Pariser Museen wie der Louvre haben die römischen Ziffern zur Kennzeichnung von Jahrhunderten, das Musée Carnavalet hat sie auch bei den Herrschernamen abgeschafft. Dass dies eine „egalitaristische Katastrophe“ und ein kultureller Rückschritt ist, befürchtet eine Literaturwissenschaftlerin im Causeur.

Im französischen Magazin „Causeur“ beklagt die Literaturwissenschaftlerin Corinne Berger, dass Pariser Museen die römischen Ziffern bei ihren Ausstellungsexponaten abgeschafft haben: „Seit vier Jahren schreibt der Louvre die Jahrhunderte mit arabischen Ziffern [obwohl die lateinische Schreibweise im Französischen die gängige ist], hält aber noch am traditionellen Namen der Könige und Königinnen fest“, während das Pariser Stadtmuseum Carnavalet soeben beschlossen hat, die römischen Zahlen bei den geschriebenen Namen der Monarchen zu beseitigen: „Louis XIV. wird damit – durch die Gnade der löschenden Moderne – zu Louis 14“. Wie der Sänger und Anarchist Léo Ferré meinte, verlören „das XVII. Jahrhundert und Ludwig XIV. ihren Glanz und ihre Feierlichkeit, wenn sie zum 17. Jahrhundert und zu Ludwig 14. werden“.

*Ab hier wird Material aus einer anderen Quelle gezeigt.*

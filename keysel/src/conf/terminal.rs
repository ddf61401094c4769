/*
 * keysel - conf/terminal.rs
 *
 * Copyright 2019 Manos Pitsidianakis
 *
 * This file is part of keysel.
 *
 * keysel is free software: you can redistribute it and/or modify
 * it under the terms of the GNU General Public License as published by
 * the Free Software Foundation, either version 3 of the License, or
 * (at your option) any later version.
 *
 * keysel is distributed in the hope that it will be useful,
 * but WITHOUT ANY WARRANTY; without even the implied warranty of
 * MERCHANTABILITY or FITNESS FOR A PARTICULAR PURPOSE.  See the
 * GNU General Public License for more details.
 *
 * You should have received a copy of the GNU General Public License
 * along with keysel. If not, see <http://www.gnu.org/licenses/>.
 */

//! Settings for terminal display

use keyselib::text::DisplayCharset;

use super::deserializers::non_empty_opt_string;

/// Settings for terminal display
#[derive(Clone, Debug, Default, Deserialize, Serialize)]
#[serde(default, deny_unknown_fields)]
pub struct TerminalSettings {
    /// Charset of terminal output and key reports.
    /// Default: "utf-8"
    pub charset: DisplayCharset,
    /// Command used to show key reports. The report's path is appended.
    /// Default: `$PAGER`, or `more`
    #[serde(deserialize_with = "non_empty_opt_string")]
    pub pager: Option<String>,
}
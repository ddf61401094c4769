/*
 * keysel - keyselib utils
 *
 * Copyright 2017 Manos Pitsidianakis
 *
 * This file is part of keysel.
 *
 * keysel is free software: you can redistribute it and/or modify
 * it under the terms of the GNU General Public License as published by
 * the Free Software Foundation, either version 3 of the License, or
 * (at your option) any later version.
 *
 * keysel is distributed in the hope that it will be useful,
 * but WITHOUT ANY WARRANTY; without even the implied warranty of
 * MERCHANTABILITY or FITNESS FOR A PARTICULAR PURPOSE.  See the
 * GNU General Public License for more details.
 *
 * You should have received a copy of the GNU General Public License
 * along with keysel. If not, see <http://www.gnu.org/licenses/>.
 */

//! Utility modules for general use.

pub mod datetime;
#[macro_use]
pub mod logging;
pub mod shellexpand;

Billig-Humanismus, der tiefes Misstrauen offenbart

All dies könne belanglos erscheinen, kommentiert Berger, „sagt aber viel darüber aus, was wir geworden sind“. Nach Aussage von Noémie Giard, zuständig für die Öffentlichkeitsarbeit des Musée Carnavalet, gehe es bei der Abschaffung der römischen Zahlen um einen „universalen Zugang“ zum Museum, um keinen Besucher auszuschließen, auch nicht Ausländer oder Menschen „mit einem psychischen Handicap“. Dies bedeute also, stellt Berger fest, dass jedermann auch „verstehen“ müsse, was auf den Beschriftungen der Ausstellungsobjekte zu lesen ist.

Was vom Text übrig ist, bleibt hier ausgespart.